You've done the right thing splitting the gas lines up to isolate where the leak is. My next step would be to check all the connection points around the cylinder. Around the gauges, relief valve etcetera. It is a pain in the ass when you have a tiny leak. Back the regulator off all the way and apply gas then close cylinder valve. High range gauge will go up and should hold. If it holds its a leak on the downstream side. If not it more likely between cylinder outlet and regulator HP side.

Thanks - I'll do that check now and at least help lock down whether it's outlet or regulator side. Also just replaced the washer between the tank and regulator, just in case...

I've completely bathed what feels like every part of the regulator in bubble solution and seen nothing - unless it's something so small that I can't notice it. But I don't think 10psi in half an hour should be hard to miss! Frustrating when the co2 must be coming out somewhere, but I simply can't find it. 

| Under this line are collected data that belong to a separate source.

//! Checkout route handler.

use axum::extract::State;
use tower_sessions::Session;

use crate::action::ActionState;
use crate::error::{Result, add_breadcrumb};
use crate::extract::Json;
use crate::middleware::OptionalAuth;
use crate::services::cart_session::{self, BuyerIdentity};
use crate::services::checkout::{CheckoutRequest, CheckoutResponse, CheckoutService};
use crate::state::AppState;

/// Turn the submitted cart into a pending order and an embedded payment form.
///
/// # Errors
///
/// Returns a business error when the cart or the code no longer qualifies,
/// or the provider error that aborted the checkout.
#[tracing::instrument(skip_all)]
pub async fn create(
    State(state): State<AppState>,
    session: Session,
    OptionalAuth(user): OptionalAuth,
    Json(request): Json<CheckoutRequest>,
) -> Result<ActionState<CheckoutResponse>> {
    let buyer = match &user {
        Some(user) => BuyerIdentity::Authenticated(user.id),
        None => cart_session::resolve(&session).await?,
    };

    let response = CheckoutService::new(state.pool(), state.stripe(), &state.config().base_url)
        .place_order(&buyer, user.as_ref().map(|u| &u.email), &request)
        .await?;

    let order_id = response.order_id.to_string();
    add_breadcrumb(
        "checkout",
        "Checkout session created",
        Some(&[("order_id", order_id.as_str())]),
    );
    Ok(ActionState::success(response))
}
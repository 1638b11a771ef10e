//! Application state shared across handlers.

use std::sync::Arc;

use axum::extract::FromRef;
use lettre::transport::smtp::Error as SmtpError;
use sqlx::PgPool;

use crate::config::StorefrontConfig;
use crate::services::catalog::{CACHE_TTL, CatalogService};
use crate::services::email::EmailService;
use crate::services::stripe::StripeClient;

/// Application state shared across all handlers.
///
/// Cheaply cloneable via `Arc`.
#[derive(Clone)]
pub struct AppState {
    inner: Arc<AppStateInner>,
}

struct AppStateInner {
    config: StorefrontConfig,
    pool: PgPool,
    stripe: StripeClient,
    email: EmailService,
    catalog: CatalogService,
}

impl AppState {
    /// Create a new application state.
    ///
    /// # Errors
    ///
    /// Returns an error if the SMTP transport cannot be built.
    pub fn new(config: StorefrontConfig, pool: PgPool) -> Result<Self, SmtpError> {
        let stripe = StripeClient::new(&config.stripe);
        let email = EmailService::new(config.email.as_ref())?;

        Ok(Self::from_parts(config, pool, stripe, email))
    }

    /// Assemble a state from already-built services.
    #[must_use]
    pub fn from_parts(
        config: StorefrontConfig,
        pool: PgPool,
        stripe: StripeClient,
        email: EmailService,
    ) -> Self {
        Self {
            inner: Arc::new(AppStateInner {
                config,
                pool,
                stripe,
                email,
                catalog: CatalogService::new(CACHE_TTL),
            }),
        }
    }

    #[must_use]
    pub fn config(&self) -> &StorefrontConfig {
        &self.inner.config
    }

    #[must_use]
    pub fn pool(&self) -> &PgPool {
        &self.inner.pool
    }

    /// Stripe REST client.
    #[must_use]
    pub fn stripe(&self) -> &StripeClient {
        &self.inner.stripe
    }

    /// Transactional email; a no-op when SMTP is not configured.
    #[must_use]
    pub fn email(&self) -> &EmailService {
        &self.inner.email
    }

    /// In-process catalog cache.
    #[must_use]
    pub fn catalog(&self) -> &CatalogService {
        &self.inner.catalog
    }
}

impl FromRef<AppState> for PgPool {
    fn from_ref(state: &AppState) -> Self {
        state.pool().clone()
    }
}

My only other concern is lines. In the old sodastream setup (which didn't appear to leak much at all, as one of those tanks would easily last 40l or so of dispensing and occasional carbonating duties) I had a white, non transparent gas line. Now I'm using a clear line, same as my beer lines. But again, no leaks on the connections so would only be leaking if it were somehow permeating through the lines - which I'm not sure if that's a real thing. It's the only thing that changed along the tank/regulator.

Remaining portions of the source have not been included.